= Beginning of Section =
//! SQLite-backed statistics store.

use std::path::Path;

use rusqlite::{params, Connection, OptionalExtension};

use crate::rows::{
    FlowlineStatsRow, ManholeStatsRow, PipeStatsRow, PumpStatsRow, StatSourceRow, WeirStatsRow,
};
use crate::{StoreError, StoreResult};

/// The statistics tables, in the order the run writes them.
pub const STAT_TABLES: [&str; 6] = [
    "manhole_stats",
    "flowline_stats",
    "pipe_stats",
    "weir_stats",
    "pump_stats",
    "stat_source",
];

const SCHEMA: &str = "
CREATE TABLE IF NOT EXISTS manhole_stats (
    id INTEGER PRIMARY KEY,
    code TEXT NOT NULL,
    display_name TEXT NOT NULL,
    sewerage_type INTEGER,
    bottom_level REAL,
    surface_level REAL,
    duration_water_on_surface REAL,
    max_waterlevel REAL,
    end_waterlevel REAL,
    max_waterdepth_surface REAL,
    max_filling REAL,
    end_filling REAL
);
CREATE TABLE IF NOT EXISTS flowline_stats (
    id INTEGER PRIMARY KEY,
    cum_discharge REAL,
    cum_discharge_positive REAL,
    cum_discharge_negative REAL,
    max_discharge REAL,
    end_discharge REAL,
    max_velocity REAL,
    end_velocity REAL,
    max_waterlevel_head REAL,
    max_waterlevel_start REAL,
    max_waterlevel_end REAL,
    end_waterlevel_start REAL,
    end_waterlevel_end REAL,
    abs_length REAL
);
CREATE TABLE IF NOT EXISTS pipe_stats (
    id INTEGER PRIMARY KEY,
    code TEXT NOT NULL,
    display_name TEXT NOT NULL,
    sewerage_type INTEGER,
    invert_level_start REAL,
    invert_level_end REAL,
    profile_height REAL,
    max_hydro_gradient REAL,
    max_filling REAL,
    end_filling REAL
);
CREATE TABLE IF NOT EXISTS weir_stats (
    id INTEGER PRIMARY KEY,
    code TEXT NOT NULL,
    display_name TEXT NOT NULL,
    crest_level REAL,
    perc_volume REAL,
    perc_volume_positive REAL,
    perc_volume_negative REAL,
    max_overfall_height REAL
);
CREATE TABLE IF NOT EXISTS pump_stats (
    id INTEGER PRIMARY KEY,
    model_id INTEGER NOT NULL,
    code TEXT NOT NULL,
    display_name TEXT NOT NULL,
    capacity REAL,
    cum_discharge REAL,
    end_discharge REAL,
    max_discharge REAL,
    duration_at_capacity REAL,
    perc_max_discharge REAL,
    perc_end_discharge REAL
);
CREATE TABLE IF NOT EXISTS stat_source (
    table_name TEXT NOT NULL,
    field_name TEXT NOT NULL,
    input_param TEXT NOT NULL,
    from_aggregate INTEGER NOT NULL,
    timestep REAL,
    PRIMARY KEY (table_name, field_name)
);
CREATE TABLE IF NOT EXISTS stats_meta (
    key TEXT PRIMARY KEY,
    value TEXT NOT NULL
);
";

pub struct StatsStore {
    conn: Connection,
}
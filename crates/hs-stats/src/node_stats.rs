//! Manhole statistics: one pass over the water levels at the nodes the
//! model's manholes map onto.

use hs_core::{SECONDS_PER_HOUR, round_opt};
use hs_model::NetworkModel;
use hs_series::{MaskedArray, ResultSource};
use hs_store::ManholeStatsRow;
use tracing::{info, warn};

use crate::accumulator::{RunningMax, ThresholdDuration};
use crate::derive::filling_percentage;
use crate::mapper::IdIndexMap;
use crate::params::{S1, S1_MAX};
use crate::provenance::ProvenanceLog;
use crate::shortcut::{MetricSource, aggregate_running_max};
use crate::{StatsError, StatsResult};

/// Derives the `manhole_stats` rows for one run.
///
/// Manholes whose connection node is absent from the run are reported
/// and left out; every other manhole gets a row, whether or not any of
/// its samples were valid.
pub fn calc_manhole_stats(
    source: &dyn ResultSource,
    model: &NetworkModel,
    provenance: &mut ProvenanceLog,
) -> StatsResult<Vec<ManholeStatsRow>> {
    let timestamps = source.timestamps();
    let last_step = timestamps
        .len()
        .checked_sub(1)
        .ok_or(StatsError::EmptyTimeAxis)?;

    let node_map = IdIndexMap::from_nodes(source.nodes());

    // Project the node axis down to the manholes that are present.
    let mut subset = Vec::with_capacity(model.manholes.len());
    let mut kept = Vec::with_capacity(model.manholes.len());
    for manhole in &model.manholes {
        match node_map.get(manhole.node_id) {
            Some(index) => {
                subset.push(index);
                kept.push(manhole);
            }
            None => warn!(id = %manhole.node_id, "manhole not in the results, skipping"),
        }
    }
    info!(
        manholes = kept.len(),
        skipped = model.manholes.len() - kept.len(),
        "calculating manhole statistics"
    );

    let level_max_source = MetricSource::resolve(source, S1_MAX, S1);
    let mut level_max = match level_max_source {
        MetricSource::Aggregate { parameter } => {
            aggregate_running_max(source, parameter, Some(&subset))?
        }
        MetricSource::Accumulated { .. } => RunningMax::new(kept.len()),
    };

    let mut surface_duration =
        ThresholdDuration::new(kept.iter().map(|m| m.surface_level).collect());

    // Walk the run once. The sample read at a step stays in force until
    // the next step, so durations integrate the previous sample over the
    // interval that just elapsed; extrema take the current sample.
    let mut held: Option<MaskedArray> = None;
    let mut prev_timestamp = 0.0;
    for (step, &timestamp) in timestamps.iter().enumerate() {
        let elapsed = timestamp - prev_timestamp;
        prev_timestamp = timestamp;

        let level = source.values_at(S1, step, Some(&subset))?;
        if let Some(held) = &held {
            surface_duration.update(held, elapsed);
        }
        if !level_max_source.is_aggregate() {
            level_max.update(&level);
        }
        held = Some(level);
    }

    let level_end = source.values_at(S1, last_step, Some(&subset))?;
    let level_max = level_max.finalize();
    let surface_duration = surface_duration.finalize();

    let sewerage = model.min_sewerage_by_node();

    let mut rows = Vec::with_capacity(kept.len());
    for (slot, manhole) in kept.iter().enumerate() {
        let h_max = level_max[slot];
        let h_end = level_end.get(slot);
        rows.push(ManholeStatsRow {
            id: subset[slot] as i64,
            code: manhole.code.clone(),
            display_name: manhole.display_name.clone(),
            sewerage_type: sewerage.get(&manhole.node_id).copied(),
            bottom_level: round_opt(manhole.bottom_level, 3),
            surface_level: round_opt(manhole.surface_level, 3),
            duration_water_on_surface: round_opt(
                surface_duration[slot].map(|s| s / SECONDS_PER_HOUR),
                3,
            ),
            max_waterlevel: round_opt(h_max, 3),
            end_waterlevel: round_opt(h_end, 3),
            max_waterdepth_surface: round_opt(
                h_max.zip(manhole.surface_level).map(|(h, s)| h - s),
                3,
            ),
            max_filling: round_opt(
                filling_percentage(h_max, manhole.bottom_level, manhole.surface_level),
                1,
            ),
            end_filling: round_opt(
                filling_percentage(h_end, manhole.bottom_level, manhole.surface_level),
                1,
            ),
        });
    }

    provenance.record_raw("manhole_stats", "duration_water_on_surface", S1);
    provenance.record_raw("manhole_stats", "end_waterlevel", S1);
    provenance.record_raw("manhole_stats", "end_filling", S1);
    provenance.record("manhole_stats", "max_waterlevel", &level_max_source);
    provenance.record("manhole_stats", "max_waterdepth_surface", &level_max_source);
    provenance.record("manhole_stats", "max_filling", &level_max_source);

    Ok(rows)
}

#[cfg(test)]
mod tests {
    use hs_core::ModelId;
    use hs_model::ManholeDef;
    use hs_series::{MaskedArray, MemorySourceBuilder};

    use super::*;

    fn manhole(node_id: i64, surface: Option<f64>, bottom: Option<f64>) -> ManholeDef {
        ManholeDef {
            node_id: ModelId::new(node_id),
            code: format!("mh{node_id}"),
            display_name: format!("manhole {node_id}"),
            surface_level: surface,
            bottom_level: bottom,
        }
    }

    fn model_with(manholes: Vec<ManholeDef>) -> NetworkModel {
        NetworkModel {
            version: 1,
            name: "test".to_string(),
            manholes,
            pipes: Vec::new(),
            weirs: Vec::new(),
            pumps: Vec::new(),
        }
    }

    #[test]
    fn surface_duration_and_extrema_from_raw_levels() {
        // Levels 0.5, 1.5, 0.8 against a surface at 1.0: the middle
        // sample is on the surface and holds for the 10 s up to the
        // last step, which is 1/360 h rounded to 0.003.
        let mut b = MemorySourceBuilder::new(vec![0.0, 10.0, 20.0]);
        b.add_node(Some(1));
        b.add_variable("s1", vec![vec![0.5], vec![1.5], vec![0.8]]);
        let source = b.build().expect("failed to build source");
        let model = model_with(vec![manhole(1, Some(1.0), Some(0.0))]);

        let mut provenance = ProvenanceLog::new(Some(10.0));
        let rows =
            calc_manhole_stats(&source, &model, &mut provenance).expect("failed to calculate");

        assert_eq!(rows.len(), 1);
        let row = &rows[0];
        assert_eq!(row.id, 0);
        assert_eq!(row.duration_water_on_surface, Some(0.003));
        assert_eq!(row.max_waterlevel, Some(1.5));
        assert_eq!(row.end_waterlevel, Some(0.8));
        assert_eq!(row.max_waterdepth_surface, Some(0.5));
        assert_eq!(row.max_filling, Some(100.0));
        assert_eq!(row.end_filling, Some(80.0));
    }

    #[test]
    fn unmapped_manholes_are_skipped() {
        let mut b = MemorySourceBuilder::new(vec![0.0, 10.0]);
        b.add_node(Some(1));
        b.add_variable("s1", vec![vec![0.5], vec![0.6]]);
        let source = b.build().expect("failed to build source");
        let model = model_with(vec![
            manhole(1, Some(1.0), Some(0.0)),
            manhole(99, Some(1.0), Some(0.0)),
        ]);

        let mut provenance = ProvenanceLog::new(Some(10.0));
        let rows =
            calc_manhole_stats(&source, &model, &mut provenance).expect("failed to calculate");
        assert_eq!(rows.len(), 1);
        assert_eq!(rows[0].id, 0);
    }

    #[test]
    fn dry_through_the_run_leaves_extrema_null() {
        let mut b = MemorySourceBuilder::new(vec![0.0, 10.0]);
        b.add_node(Some(1));
        b.add_variable_masked(
            "s1",
            vec![
                MaskedArray::new(vec![0.0], vec![true]).expect("failed to build array"),
                MaskedArray::new(vec![0.0], vec![true]).expect("failed to build array"),
            ],
        );
        let source = b.build().expect("failed to build source");
        let model = model_with(vec![manhole(1, Some(1.0), Some(0.0))]);

        let mut provenance = ProvenanceLog::new(Some(10.0));
        let rows =
            calc_manhole_stats(&source, &model, &mut provenance).expect("failed to calculate");
        let row = &rows[0];
        assert_eq!(row.max_waterlevel, None);
        assert_eq!(row.end_waterlevel, None);
        assert_eq!(row.max_waterdepth_surface, None);
        assert_eq!(row.max_filling, None);
        // A dry manhole spends no time on the surface; that is a real
        // zero, not an unknown.
        assert_eq!(row.duration_water_on_surface, Some(0.0));
    }

    #[test]
    fn missing_surface_level_makes_the_duration_unknown() {
        let mut b = MemorySourceBuilder::new(vec![0.0, 10.0]);
        b.add_node(Some(1));
        b.add_variable("s1", vec![vec![5.0], vec![5.0]]);
        let source = b.build().expect("failed to build source");
        let model = model_with(vec![manhole(1, None, Some(0.0))]);

        let mut provenance = ProvenanceLog::new(Some(10.0));
        let rows =
            calc_manhole_stats(&source, &model, &mut provenance).expect("failed to calculate");
        let row = &rows[0];
        assert_eq!(row.duration_water_on_surface, None);
        assert_eq!(row.max_waterdepth_surface, None);
        assert_eq!(row.max_filling, None);
        assert_eq!(row.max_waterlevel, Some(5.0));
    }

    #[test]
    fn aggregate_maximum_wins_over_the_raw_series() {
        // The aggregate carries a peak the coarse raw series never saw.
        let mut b = MemorySourceBuilder::new(vec![0.0, 10.0]);
        b.add_node(Some(1));
        b.add_variable("s1", vec![vec![0.5], vec![0.6]]);
        b.add_aggregate("s1_max", vec![300.0, 600.0], vec![vec![0.9], vec![0.7]]);
        let source = b.build().expect("failed to build source");
        let model = model_with(vec![manhole(1, Some(1.0), Some(0.0))]);

        let mut provenance = ProvenanceLog::new(Some(10.0));
        let rows =
            calc_manhole_stats(&source, &model, &mut provenance).expect("failed to calculate");
        assert_eq!(rows[0].max_waterlevel, Some(0.9));
        assert_eq!(rows[0].end_waterlevel, Some(0.6));

        let sources = provenance.into_rows();
        let max_row = sources
            .iter()
            .find(|r| r.field_name == "max_waterlevel")
            .expect("missing provenance row");
        assert!(max_row.from_aggregate);
        assert_eq!(max_row.input_param, "s1_max");
        let end_row = sources
            .iter()
            .find(|r| r.field_name == "end_waterlevel")
            .expect("missing provenance row");
        assert!(!end_row.from_aggregate);
        assert_eq!(end_row.input_param, "s1");
    }

    #[test]
    fn sewerage_class_joins_from_the_touching_pipes() {
        use hs_model::PipeDef;

        let mut b = MemorySourceBuilder::new(vec![0.0, 10.0]);
        b.add_node(Some(1));
        b.add_node(Some(2));
        b.add_variable("s1", vec![vec![0.1, 0.1], vec![0.2, 0.2]]);
        let source = b.build().expect("failed to build source");

        let mut model = model_with(vec![
            manhole(1, Some(1.0), Some(0.0)),
            manhole(2, Some(1.0), Some(0.0)),
        ]);
        model.pipes.push(PipeDef {
            line_id: ModelId::new(7),
            code: String::new(),
            display_name: String::new(),
            sewerage_type: Some(2),
            invert_level_start: None,
            invert_level_end: None,
            cross_section: None,
            start_node_id: ModelId::new(1),
            end_node_id: ModelId::new(1),
        });

        let mut provenance = ProvenanceLog::new(Some(10.0));
        let rows =
            calc_manhole_stats(&source, &model, &mut provenance).expect("failed to calculate");
        assert_eq!(rows[0].sewerage_type, Some(2));
        // Manhole 2 touches no pipe and still gets a row.
        assert_eq!(rows[1].sewerage_type, None);
    }
}
//! Result variable names as the result store publishes them.

/// Water level at nodes, m above datum.
pub const S1: &str = "s1";
/// Discharge through flowlines, m3/s.
pub const Q: &str = "q";
/// Flow velocity in flowlines, m/s.
pub const U1: &str = "u1";
/// Pump discharge, m3/s.
pub const Q_PUMP: &str = "q_pump";

/// Per-interval maximum water level, written by the solver on its own
/// aggregation axis.
pub const S1_MAX: &str = "s1_max";
/// Cumulative flowline discharge.
pub const Q_CUM: &str = "q_cum";
/// Cumulative positive-direction flowline discharge.
pub const Q_CUM_POSITIVE: &str = "q_cum_positive";
/// Cumulative negative-direction flowline discharge (as a magnitude).
pub const Q_CUM_NEGATIVE: &str = "q_cum_negative";
/// Cumulative pump discharge.
pub const Q_PUMP_CUM: &str = "q_pump_cum";
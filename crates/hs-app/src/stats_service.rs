//! Statistics job execution with recompute-skip.

use std::path::Path;
use std::time::Instant;

use hs_stats::StatsSummary;
use hs_store::StatsStore;
use tracing::info;

use crate::error::AppResult;
use crate::fingerprint::compute_job_fingerprint;
use crate::model_service;

/// Meta keys written to the store after a successful job.
pub const META_FINGERPRINT: &str = "input_fingerprint";
pub const META_COMPLETED_AT: &str = "completed_at";
pub const META_ENGINE_VERSION: &str = "engine_version";

/// Options for running a statistics job.
#[derive(Debug, Clone)]
pub struct StatsJobOptions {
    /// Recompute even when the stored fingerprint matches the inputs.
    pub force: bool,
    pub engine_version: String,
}

impl Default for StatsJobOptions {
    fn default() -> Self {
        Self {
            force: false,
            engine_version: "0.1.0".to_string(),
        }
    }
}

/// Request to run a statistics job.
pub struct StatsJobRequest<'a> {
    pub model_path: &'a Path,
    pub results_path: &'a Path,
    pub store_path: &'a Path,
    pub options: StatsJobOptions,
}

/// Wall-clock timing for a job's phases.
#[derive(Debug, Clone, Default)]
pub struct JobTiming {
    pub load_model_time_s: f64,
    pub load_results_time_s: f64,
    pub stats_time_s: f64,
    pub total_time_s: f64,
}

/// Response from a statistics job.
#[derive(Debug, Clone)]
pub struct StatsJobResponse {
    pub fingerprint: String,
    /// Per-family row counts; `None` when the job was skipped.
    pub summary: Option<StatsSummary>,
    pub skipped: bool,
    pub completed_at: Option<String>,
    pub timing: JobTiming,
}

/// Run the statistics job, or skip it when the store already holds rows
/// for these exact inputs and `force` is off.
pub fn ensure_stats(request: &StatsJobRequest) -> AppResult<StatsJobResponse> {
    let started = Instant::now();
    let mut timing = JobTiming::default();

    let fingerprint = compute_job_fingerprint(
        request.model_path,
        request.results_path,
        &request.options.engine_version,
    )?;

    let mut store = StatsStore::open(request.store_path)?;

    if !request.options.force {
        if let Some(stored) = store.get_meta(META_FINGERPRINT)? {
            if stored == fingerprint {
                info!(%fingerprint, "inputs unchanged, keeping stored statistics");
                let completed_at = store.get_meta(META_COMPLETED_AT)?;
                timing.total_time_s = started.elapsed().as_secs_f64();
                return Ok(StatsJobResponse {
                    fingerprint,
                    summary: None,
                    skipped: true,
                    completed_at,
                    timing,
                });
            }
        }
    }

    let load_started = Instant::now();
    let model = model_service::load_network_model(request.model_path)?;
    timing.load_model_time_s = load_started.elapsed().as_secs_f64();

    let load_started = Instant::now();
    let source = hs_series::load_results_json(request.results_path)?;
    timing.load_results_time_s = load_started.elapsed().as_secs_f64();

    let stats_started = Instant::now();
    let summary = hs_stats::run_statistics(&source, &model, &mut store)?;
    timing.stats_time_s = stats_started.elapsed().as_secs_f64();

    let completed_at = chrono::Utc::now().to_rfc3339();
    store.set_meta(META_FINGERPRINT, &fingerprint)?;
    store.set_meta(META_COMPLETED_AT, &completed_at)?;
    store.set_meta(META_ENGINE_VERSION, &request.options.engine_version)?;

    timing.total_time_s = started.elapsed().as_secs_f64();

    Ok(StatsJobResponse {
        fingerprint,
        summary: Some(summary),
        skipped: false,
        completed_at: Some(completed_at),
        timing,
    })
}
= End of Section =
> TASK DETAILS
Which lines above run from the one containing "pub const META_FINGERPRINT: &str" to the one containing "impl Default for"? Give them again exactly, both ends included.

> RESULT OF THIS EXERCISE
pub const META_FINGERPRINT: &str = "input_fingerprint";
pub const META_COMPLETED_AT: &str = "completed_at";
pub const META_ENGINE_VERSION: &str = "engine_version";

/// Options for running a statistics job.
#[derive(Debug, Clone)]
pub struct StatsJobOptions {
    /// Recompute even when the stored fingerprint matches the inputs.
    pub force: bool,
    pub engine_version: String,
}

impl Default for StatsJobOptions {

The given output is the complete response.